**MATERIAL TO PROCESS:**

impl AnalyzeWorker {
    pub fn new(
        db: Arc<Database>,
        storage: ArtifactStore,
        analysis_queue: JobQueue,
        feed: VulnerabilityFeed,
        queue_config: QueueConfig,
        processing: Arc<Mutex<HashSet<String>>>,
        shutdown: Arc<AtomicBool>,
    ) -> Self {
        Self {
            worker_id: format!("analyze-{}", uuid::Uuid::new_v4()),
            db,
            storage,
            analysis_queue,
            feed,
            queue_config,
            processing,
            shutdown,
        }
    }

    /// One dispatch slot. The configured concurrency spawns several of these
    /// sharing the processing-slot set.
    pub async fn run(self: Arc<Self>) {
        info!(worker_id = %self.worker_id, "Analyze worker started");

        loop {
            if self.shutdown.load(Ordering::Relaxed) {
                info!(worker_id = %self.worker_id, "Analyze worker stopping");
                break;
            }

            let job = match self.analysis_queue.dequeue(&self.worker_id).await {
                Ok(Some(job)) => job,
                Ok(None) => {
                    tokio::time::sleep(Duration::from_secs(1)).await;
                    continue;
                }
                Err(e) => {
                    warn!(error = %e, "Analysis queue dequeue failed");
                    tokio::time::sleep(Duration::from_secs(2)).await;
                    continue;
                }
            };

            let task: AnalysisTask = match serde_json::from_value(job.payload.clone()) {
                Ok(task) => task,
                Err(e) => {
                    warn!(job_id = %job.id, error = %e, "Malformed analysis payload");
                    let _ = self
                        .analysis_queue
                        .fail(&job.id, &format!("Malformed payload: {}", e))
                        .await;
                    continue;
                }
            };

            // Processing-slot guard: one live analysis per scan id.
            {
                let mut processing = self.processing.lock().await;
                if !processing.insert(task.scan_id.clone()) {
                    drop(processing);
                    debug!(scan_id = %task.scan_id, "Scan already in analysis, requeueing");
                    let _ = self
                        .analysis_queue
                        .requeue(&job.id, SLOT_RETRY_DELAY)
                        .await;
                    continue;
                }
            }

            let heartbeat = self.spawn_heartbeat(job.id.clone());
            let outcome = tokio::time::timeout(TASK_TIMEOUT, self.process(&task)).await;
            heartbeat.abort();

            self.processing.lock().await.remove(&task.scan_id);

            match outcome {
                Ok(Ok(result)) => {
                    let _ = self
                        .analysis_queue
                        .complete(&job.id, &serde_json::to_value(&result).unwrap_or(json!({})))
                        .await;
                }
                Ok(Err(e)) => {
                    let reason = e.to_string();
                    warn!(scan_id = %task.scan_id, error = %reason, "Analysis failed");
                    let _ = self.db.mark_scan_failed(&task.scan_id, &reason).await;
                    let _ = self.analysis_queue.fail(&job.id, &reason).await;
                }
                Err(_) => {
                    let reason = "Processing timeout";
                    warn!(scan_id = %task.scan_id, "Analysis timed out");
                    let _ = self.db.mark_scan_failed(&task.scan_id, reason).await;
                    let _ = self.analysis_queue.fail(&job.id, reason).await;
                }
            }
        }
    }

    fn spawn_heartbeat(&self, job_id: String) -> tokio::task::JoinHandle<()> {
        let queue = self.analysis_queue.clone();
        let interval = self.queue_config.stalled_interval / 3;
        tokio::spawn(async move {
            let mut tick = tokio::time::interval(interval.max(Duration::from_secs(1)));
            loop {
                tick.tick().await;
                let _ = queue.heartbeat(&job_id).await;
            }
        })
    }

    /// Run the full analysis for one scan and commit atomically.
    async fn process(&self, task: &AnalysisTask) -> ScannerResult<TaskResult> {
        let scan_id = &task.scan_id;

        let scan = self
            .db
            .get_scan(scan_id)
            .await?
            .ok_or_else(|| ScannerError::NotFound(format!("Scan {} does not exist", scan_id)))?;

        // Idempotent re-delivery: completed scans with persisted rows are done.
        if scan.status == ScanStatus::Completed && self.db.scan_has_results(scan_id).await? {
            info!(scan_id = %scan_id, "Scan already analyzed, returning existing results");
            return Ok(TaskResult {
                scan_id: scan_id.clone(),
                success: true,
                artifacts: HashMap::new(),
                error: None,
            });
        }

        self.db.mark_scan_running(scan_id).await?;
        self.analysis_queue.update_progress(scan_id, 90).await.ok();

        let page_url = safe_page_url(
            task.dom_analysis
                .final_url
                .as_deref()
                .unwrap_or(&task.dom_analysis.page_url),
            &task.dom_analysis.page_url,
        );
        let is_https = page_url.starts_with("https://");

        let mut findings: Vec<Finding> = Vec::new();
        let mut scripts: Vec<ScriptRecord> = Vec::new();
        // (script id, its detections, risky-pattern kinds seen in it)
        let mut detections_by_script: Vec<(String, Vec<Detection>, Vec<FindingType>)> = Vec::new();

        // Inline scripts: risky patterns become findings, detector runs on the
        // bare content.
        for (index, inline) in task.dom_analysis.inline_scripts.iter().enumerate() {
            let location = format!("inline-script#{}", index);
            let hits = detect_risky_patterns(&inline.content);
            findings.extend(findings_from_pattern_hits(scan_id, &location, &hits));

            let detections = detect_libraries(None, &inline.content, None);
            let script_id = uuid::Uuid::new_v4().to_string();
            let pattern_types: Vec<FindingType> =
                hits.iter().map(|h| h.finding_type).collect();

            scripts.push(ScriptRecord {
                id: script_id.clone(),
                scan_id: scan_id.clone(),
                source_url: None,
                is_inline: true,
                artifact_path: task.artifacts.dom_snapshot.clone(),
                fingerprint: fingerprint(&inline.content),
                detected_patterns: hits
                    .iter()
                    .map(|h| h.finding_type.as_str().to_string())
                    .collect(),
                estimated_version: detections.first().and_then(|d| d.version.clone()),
                confidence: detections.first().map(|d| d.confidence).unwrap_or(0),
            });
            detections_by_script.push((script_id, detections, pattern_types));
        }

        // External scripts: bodies come from the artifact store; a stored
        // source map sharpens detection when the body references one.
        for artifact in &task.artifacts.scripts {
            let body = match self.storage.get_object(&artifact.path).await {
                Ok(bytes) => String::from_utf8_lossy(&bytes).into_owned(),
                Err(e) => {
                    debug!(path = %artifact.path, error = %e, "Script artifact unavailable");
                    String::new()
                }
            };

            let source_map = match crate::render::script_fetch::source_mapping_url(&body) {
                Some(_) => {
                    match task.dom_analysis.source_maps.get(&artifact.source_url) {
                        Some(map_key) => match self.storage.get_object(map_key).await {
                            Ok(bytes) => Some(String::from_utf8_lossy(&bytes).into_owned()),
                            Err(_) => None,
                        },
                        None => None,
                    }
                }
                None => None,
            };

            let hits = detect_risky_patterns(&body);
            let detections =
                detect_libraries(Some(&artifact.source_url), &body, source_map.as_deref());
            let script_id = uuid::Uuid::new_v4().to_string();
            let pattern_types: Vec<FindingType> =
                hits.iter().map(|h| h.finding_type).collect();

            scripts.push(ScriptRecord {
                id: script_id.clone(),
                scan_id: scan_id.clone(),
                source_url: Some(artifact.source_url.clone()),
                is_inline: false,
                artifact_path: artifact.path.clone(),
                fingerprint: fingerprint(&body),
                detected_patterns: hits
                    .iter()
                    .map(|h| h.finding_type.as_str().to_string())
                    .collect(),
                estimated_version: detections.first().and_then(|d| d.version.clone()),
                confidence: detections.first().map(|d| d.confidence).unwrap_or(0),
            });
            detections_by_script.push((script_id, detections, pattern_types));
        }

        // Surface + header findings from the rendered document.
        match self.storage.get_object(&task.artifacts.dom_snapshot).await {
            Ok(bytes) => {
                let html = String::from_utf8_lossy(&bytes);
                findings.extend(analyze_html_surface(scan_id, &page_url, &html));
            }
            Err(e) => {
                warn!(scan_id = %scan_id, error = %e, "DOM snapshot unavailable");
                findings.push(Finding::new(
                    scan_id,
                    FindingType::Error,
                    "Rendered document unavailable",
                    "The DOM snapshot artifact could not be loaded; HTML surface checks \
                     were skipped.",
                    Severity::Low,
                    "html",
                    Some(e.to_string()),
                ));
            }
        }
        findings.extend(analyze_headers(
            scan_id,
            is_https,
            &task.dom_analysis.response_headers,
            &task.dom_analysis.set_cookies,
        ));

        for fetch_error in &task.fetch_errors {
            findings.push(Finding::new(
                scan_id,
                FindingType::Info,
                "External script could not be retrieved",
                "A referenced external script failed to download during rendering; its \
                 contents were not analyzed.",
                Severity::Low,
                "html",
                Some(fetch_error.clone()),
            ));
        }

        // Consolidate detections across all scripts by library name.
        let libraries = self
            .build_libraries(scan_id, &detections_by_script)
            .await;

        let critical_findings = findings
            .iter()
            .filter(|f| f.severity == Severity::Critical)
            .count();
        let library_risks: Vec<i32> = libraries.iter().map(|l| l.risk_score).collect();
        let global_risk = calculate_global_risk(&library_risks, critical_findings);

        // Transient commit failures roll back cleanly, so the retry wrapper
        // re-runs the whole transaction.
        let retry_config = RetryConfig::default().with_max_attempts(3);
        retry_with_backoff(&retry_config, "commit_analysis", || {
            self.db
                .commit_analysis(scan_id, &scripts, &libraries, &findings, global_risk)
        })
        .await?;

        info!(
            scan_id = %scan_id,
            scripts = scripts.len(),
            libraries = libraries.len(),
            findings = findings.len(),
            global_risk,
            "Analysis complete"
        );

        Ok(TaskResult {
            scan_id: scan_id.clone(),
            success: true,
            artifacts: HashMap::new(),
            error: None,
        })
    }

    /// Consolidate per-script detections into library records, enrich with
    /// advisories concurrently and score each library.
    async fn build_libraries(
        &self,
        scan_id: &str,
        detections_by_script: &[(String, Vec<Detection>, Vec<FindingType>)],
    ) -> Vec<LibraryRecord> {
        // name -> (flattened detections, related scripts, co-located findings)
        let mut grouped: HashMap<String, (Vec<Detection>, Vec<String>, Vec<FindingType>)> =
            HashMap::new();

        for (script_id, detections, pattern_types) in detections_by_script {
            for detection in detections {
                let entry = grouped
                    .entry(detection.name.clone())
                    .or_insert_with(|| (Vec::new(), Vec::new(), Vec::new()));
                entry.0.push(detection.clone());
                if !entry.1.contains(script_id) {
                    entry.1.push(script_id.clone());
                }
                for ft in pattern_types {
                    if !entry.2.contains(ft) {
                        entry.2.push(*ft);
                    }
                }
            }
        }

        let lookups = grouped.into_iter().map(|(name, (detections, related, co_located))| {
            let feed = self.feed.clone();
            let scan_id = scan_id.to_string();
            async move {
                let consolidated = consolidate(detections);
                let best = match consolidated.into_iter().next() {
                    Some(best) => best,
                    None => return None,
                };

                let vulnerabilities = feed
                    .get_vulnerabilities(&name, best.version.as_deref())
                    .await;
                let risk_score = calculate_advanced_library_risk(
                    &name,
                    &vulnerabilities,
                    best.confidence,
                    &co_located,
                    None,
                );

                Some(LibraryRecord {
                    id: uuid::Uuid::new_v4().to_string(),
                    scan_id,
                    name,
                    detected_version: best.version,
                    related_scripts: related,
                    detection_method: best.detection_method,
                    vulnerabilities,
                    risk_score,
                    confidence: best.confidence,
                })
            }
        });

        let mut libraries: Vec<LibraryRecord> =
            join_all(lookups).await.into_iter().flatten().collect();
        libraries.sort_by(|a, b| b.risk_score.cmp(&a.risk_score).then(a.name.cmp(&b.name)));
        libraries
    }
}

**WHAT TO PRODUCE:** Reproduce each line of the records in which the word "timeout" appears.

**COMPLETED TASK:**
            let outcome = tokio::time::timeout(TASK_TIMEOUT, self.process(&task)).await;
                    let reason = "Processing timeout";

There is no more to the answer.